### Collected data entries:
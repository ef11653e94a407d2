use crate::dataset::{CountryRecord, FacetValue};
use crate::filter::FilterState;

/// Records passing every active facet, in input order.
pub fn compute_matches<'a>(
    countries: &'a [CountryRecord],
    filters: &FilterState,
) -> Vec<&'a CountryRecord> {
    countries
        .iter()
        .filter(|country| matches_filters(country, filters))
        .collect()
}

pub fn matches_filters(country: &CountryRecord, filters: &FilterState) -> bool {
    filters
        .active_facets()
        .all(|(facet, selected)| value_matches(country.value(facet), selected))
}

/// Sequences must contain every selected value; scalars must equal one of
/// them; absent values never match.
pub fn value_matches(value: &FacetValue, selected: &[String]) -> bool {
    match value {
        FacetValue::Absent => false,
        FacetValue::Sequence(values) => selected.iter().all(|wanted| values.contains(wanted)),
        FacetValue::Scalar(value) => selected.contains(value),
    }
}

#[cfg(test)]
mod tests {
    use super::*;
    use crate::facet::Facet;
    use proptest::prelude::*;

    fn scenario() -> Vec<CountryRecord> {
        vec![
            CountryRecord::new("FR", "France")
                .with(Facet::Driving, FacetValue::scalar("right"))
                .with(Facet::Cameras, FacetValue::sequence(["blur"])),
            CountryRecord::new("JP", "Japan")
                .with(Facet::Driving, FacetValue::scalar("left"))
                .with(Facet::Cameras, FacetValue::sequence(["blur", "mirror"])),
        ]
    }

    fn codes(matches: &[&CountryRecord]) -> Vec<String> {
        matches.iter().map(|country| country.code.clone()).collect()
    }

    #[test]
    fn scenario_narrows_and_clears() {
        let countries = scenario();
        let mut filters = FilterState::new();

        filters.toggle("driving", "left", true);
        assert_eq!(codes(&compute_matches(&countries, &filters)), ["JP"]);

        filters.toggle("cameras", "mirror", true);
        assert_eq!(codes(&compute_matches(&countries, &filters)), ["JP"]);

        filters.toggle("driving", "left", false);
        assert_eq!(codes(&compute_matches(&countries, &filters)), ["JP"]);

        filters.clear();
        assert_eq!(codes(&compute_matches(&countries, &filters)), ["FR", "JP"]);
    }

    #[test]
    fn sequences_use_subset_semantics() {
        let cameras = FacetValue::sequence(["A", "B", "C"]);
        assert!(value_matches(&cameras, &["A".to_string(), "B".to_string()]));
        assert!(!value_matches(&cameras, &["A".to_string(), "D".to_string()]));
    }

    #[test]
    fn scalars_use_membership_semantics() {
        let driving = FacetValue::scalar("right");
        assert!(value_matches(&driving, &["right".to_string(), "left".to_string()]));
        assert!(!value_matches(&driving, &["left".to_string()]));
    }

    #[test]
    fn absent_values_never_match_whatever_the_shape() {
        let countries = vec![CountryRecord::new("XX", "Nowhere")];
        let mut filters = FilterState::new();
        filters.set(Facet::Continent, "europe", true);
        assert!(compute_matches(&countries, &filters).is_empty());

        filters.clear();
        filters.set(Facet::Cameras, "gen4", true);
        assert!(compute_matches(&countries, &filters).is_empty());
    }

    #[test]
    fn scalar_stored_in_sequence_facet_still_matches() {
        let country =
            CountryRecord::new("IS", "Iceland").with(Facet::Scenery, FacetValue::scalar("tundra"));
        let mut filters = FilterState::new();
        filters.set(Facet::Scenery, "tundra", true);
        assert!(matches_filters(&country, &filters));
    }

    #[test]
    fn empty_sequence_is_not_a_wildcard() {
        let country =
            CountryRecord::new("SG", "Singapore").with(Facet::Bollards, FacetValue::Sequence(vec![]));
        let mut filters = FilterState::new();
        filters.set(Facet::Bollards, "white", true);
        assert!(!matches_filters(&country, &filters));
    }

    fn arb_country() -> impl Strategy<Value = CountryRecord> {
        (
            "[A-Z]{2}",
            proptest::option::of(prop::sample::select(vec!["left", "right"])),
            proptest::collection::vec(prop::sample::select(vec!["gen2", "gen3", "gen4"]), 0..3),
        )
            .prop_map(|(code, driving, cameras)| {
                let mut record = CountryRecord::new(code.clone(), code);
                if let Some(driving) = driving {
                    record.set(Facet::Driving, FacetValue::scalar(driving));
                }
                record.set(Facet::Cameras, FacetValue::sequence(cameras));
                record
            })
    }

    proptest! {
        #[test]
        fn adding_a_constraint_only_shrinks_the_result(
            countries in proptest::collection::vec(arb_country(), 0..12),
            driving in prop::sample::select(vec!["left", "right"]),
            camera in prop::sample::select(vec!["gen2", "gen3", "gen4"]),
        ) {
            let mut filters = FilterState::new();
            let everything = compute_matches(&countries, &filters);
            prop_assert_eq!(everything.len(), countries.len());

            filters.set(Facet::Driving, driving, true);
            let narrowed = compute_matches(&countries, &filters);
            prop_assert!(narrowed.iter().all(|country| everything.contains(country)));

            filters.set(Facet::Cameras, camera, true);
            let narrower = compute_matches(&countries, &filters);
            prop_assert!(narrower.iter().all(|country| narrowed.contains(country)));

            filters.clear();
            prop_assert_eq!(compute_matches(&countries, &filters).len(), countries.len());
        }
    }
}
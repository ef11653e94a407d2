use metafinder_core::Theme;
use wasm_bindgen::JsCast;
use web_sys::{Request, RequestInit, RequestMode, Response};

const THEME_KEY: &str = "metafinder.theme";

/// GET `url` and return the body as text.
pub async fn fetch_text(url: &str) -> Result<String, String> {
    let window = web_sys::window().ok_or("no window")?;

    let opts = RequestInit::new();
    opts.set_method("GET");
    opts.set_mode(RequestMode::SameOrigin);

    let request = Request::new_with_str_and_init(url, &opts)
        .map_err(|_| format!("{url}: invalid request"))?;

    let response_value = wasm_bindgen_futures::JsFuture::from(window.fetch_with_request(&request))
        .await
        .map_err(|_| format!("{url}: network error"))?;

    let response = response_value
        .dyn_into::<Response>()
        .map_err(|_| format!("{url}: unexpected response"))?;
    if !response.ok() {
        return Err(format!("{url}: HTTP {}", response.status()));
    }

    let body = response
        .text()
        .map_err(|_| format!("{url}: unreadable body"))?;
    let text = wasm_bindgen_futures::JsFuture::from(body)
        .await
        .map_err(|_| format!("{url}: unreadable body"))?;
    text.as_string().ok_or_else(|| format!("{url}: body is not text"))
}

pub fn current_hash() -> String {
    web_sys::window()
        .and_then(|window| window.location().hash().ok())
        .unwrap_or_default()
}

pub fn write_hash(link: &str) {
    let Some(window) = web_sys::window() else {
        return;
    };
    if window.location().set_hash(link).is_err() {
        web_sys::console::error_1(&"Failed to update location hash".into());
    }
}

fn local_storage() -> Option<web_sys::Storage> {
    web_sys::window()?.local_storage().ok().flatten()
}

pub fn load_theme() -> Theme {
    local_storage()
        .and_then(|storage| storage.get_item(THEME_KEY).ok().flatten())
        .and_then(|value| Theme::parse(&value))
        .unwrap_or_default()
}

pub fn save_theme(theme: Theme) {
    let saved = local_storage().is_some_and(|storage| storage.set_item(THEME_KEY, theme.as_str()).is_ok());
    if !saved {
        web_sys::console::error_1(&"Failed to save theme".into());
    }
}
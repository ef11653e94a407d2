pub mod filters;
pub mod list;
pub mod map;
pub mod palette;
pub mod popup;
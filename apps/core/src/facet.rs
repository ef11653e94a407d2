use serde::{Deserialize, Serialize};

/// Whether a facet usually stores one value or a list of values per country.
#[derive(Debug, Clone, Copy, PartialEq, Eq)]
pub enum ValueShape {
    Scalar,
    Sequence,
}

/// A filterable attribute category.
#[derive(Debug, Clone, Copy, PartialEq, Eq, PartialOrd, Ord, Hash, Serialize, Deserialize)]
#[serde(rename_all = "snake_case")]
pub enum Facet {
    Cameras,
    Driving,
    RoadLines,
    FlagColors,
    FlagShapes,
    Alphabet,
    Scenery,
    Continent,
    Bollards,
}

impl Facet {
    /// Canonical order, used for the filter panel and for deep links.
    pub const ALL: [Self; 9] = [
        Self::Cameras,
        Self::Driving,
        Self::RoadLines,
        Self::FlagColors,
        Self::FlagShapes,
        Self::Alphabet,
        Self::Scenery,
        Self::Continent,
        Self::Bollards,
    ];

    pub const fn as_str(self) -> &'static str {
        match self {
            Self::Cameras => "cameras",
            Self::Driving => "driving",
            Self::RoadLines => "road_lines",
            Self::FlagColors => "flag_colors",
            Self::FlagShapes => "flag_shapes",
            Self::Alphabet => "alphabet",
            Self::Scenery => "scenery",
            Self::Continent => "continent",
            Self::Bollards => "bollards",
        }
    }

    pub const fn from_index(index: usize) -> Option<Self> {
        if index < Self::ALL.len() {
            Some(Self::ALL[index])
        } else {
            None
        }
    }

    pub fn index(self) -> usize {
        Self::ALL
            .iter()
            .position(|facet| *facet == self)
            .unwrap_or_default()
    }

    pub fn parse(value: &str) -> Option<Self> {
        match value.trim() {
            "cameras" => Some(Self::Cameras),
            "driving" => Some(Self::Driving),
            "road_lines" => Some(Self::RoadLines),
            "flag_colors" => Some(Self::FlagColors),
            "flag_shapes" => Some(Self::FlagShapes),
            "alphabet" => Some(Self::Alphabet),
            "scenery" => Some(Self::Scenery),
            "continent" => Some(Self::Continent),
            "bollards" => Some(Self::Bollards),
            _ => None,
        }
    }

    pub const fn shape(self) -> ValueShape {
        match self {
            Self::Driving | Self::Continent => ValueShape::Scalar,
            Self::Cameras
            | Self::RoadLines
            | Self::FlagColors
            | Self::FlagShapes
            | Self::Alphabet
            | Self::Scenery
            | Self::Bollards => ValueShape::Sequence,
        }
    }

    /// English heading used when the translation resource has no entry.
    pub const fn label(self) -> &'static str {
        match self {
            Self::Cameras => "Cameras",
            Self::Driving => "Driving side",
            Self::RoadLines => "Road lines",
            Self::FlagColors => "Flag colors",
            Self::FlagShapes => "Flag shapes",
            Self::Alphabet => "Alphabet",
            Self::Scenery => "Scenery",
            Self::Continent => "Continent",
            Self::Bollards => "Bollards",
        }
    }
}

#[cfg(test)]
mod tests {
    use super::*;

    #[test]
    fn parse_accepts_every_canonical_key() {
        for facet in Facet::ALL {
            assert_eq!(Facet::parse(facet.as_str()), Some(facet));
        }
        assert_eq!(Facet::parse("country"), None);
        assert_eq!(Facet::parse("Driving"), None);
    }

    #[test]
    fn index_follows_canonical_order() {
        for (index, facet) in Facet::ALL.iter().enumerate() {
            assert_eq!(facet.index(), index);
            assert_eq!(Facet::from_index(index), Some(*facet));
        }
        assert_eq!(Facet::from_index(Facet::ALL.len()), None);
    }

    #[test]
    fn scalar_facets_are_driving_and_continent() {
        let scalars = Facet::ALL
            .iter()
            .filter(|facet| facet.shape() == ValueShape::Scalar)
            .collect::<Vec<_>>();
        assert_eq!(scalars, vec![&Facet::Driving, &Facet::Continent]);
    }
}
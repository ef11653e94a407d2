//! Engine behind the country meta explorer: the dataset, facet filters, the
//! deep-link codec and the view snapshot every front end renders from.

pub mod collate;
pub mod dataset;
pub mod error;
pub mod facet;
pub mod filter;
pub mod hash;
pub mod i18n;
pub mod matcher;
pub mod messages;
pub mod panel;
pub mod spatial;
pub mod state;
pub mod theme;
pub mod view;

pub use dataset::{CountryRecord, Dataset, FacetValue};
pub use error::{Error, Result};
pub use facet::{Facet, ValueShape};
pub use filter::FilterState;
pub use i18n::{Language, Translator};
pub use matcher::compute_matches;
pub use messages::Message;
pub use panel::{FacetGroup, FacetOption, FilterPanel};
pub use spatial::{CellArea, Region, SpatialLayer};
pub use state::AppState;
pub use theme::Theme;
pub use view::{CountryEntry, Counter, SpatialView, Treatment, ViewSnapshot};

### Assigned task:
Spot the lines above that mention "Bollards" and copy them.

### Response to the task:
            CountryRecord::new("SG", "Singapore").with(Facet::Bollards, FacetValue::Sequence(vec![]));
        filters.set(Facet::Bollards, "white", true);
    Bollards,
        Self::Bollards,
            Self::Bollards => "bollards",
            "bollards" => Some(Self::Bollards),
            | Self::Bollards => ValueShape::Sequence,
            Self::Bollards => "Bollards",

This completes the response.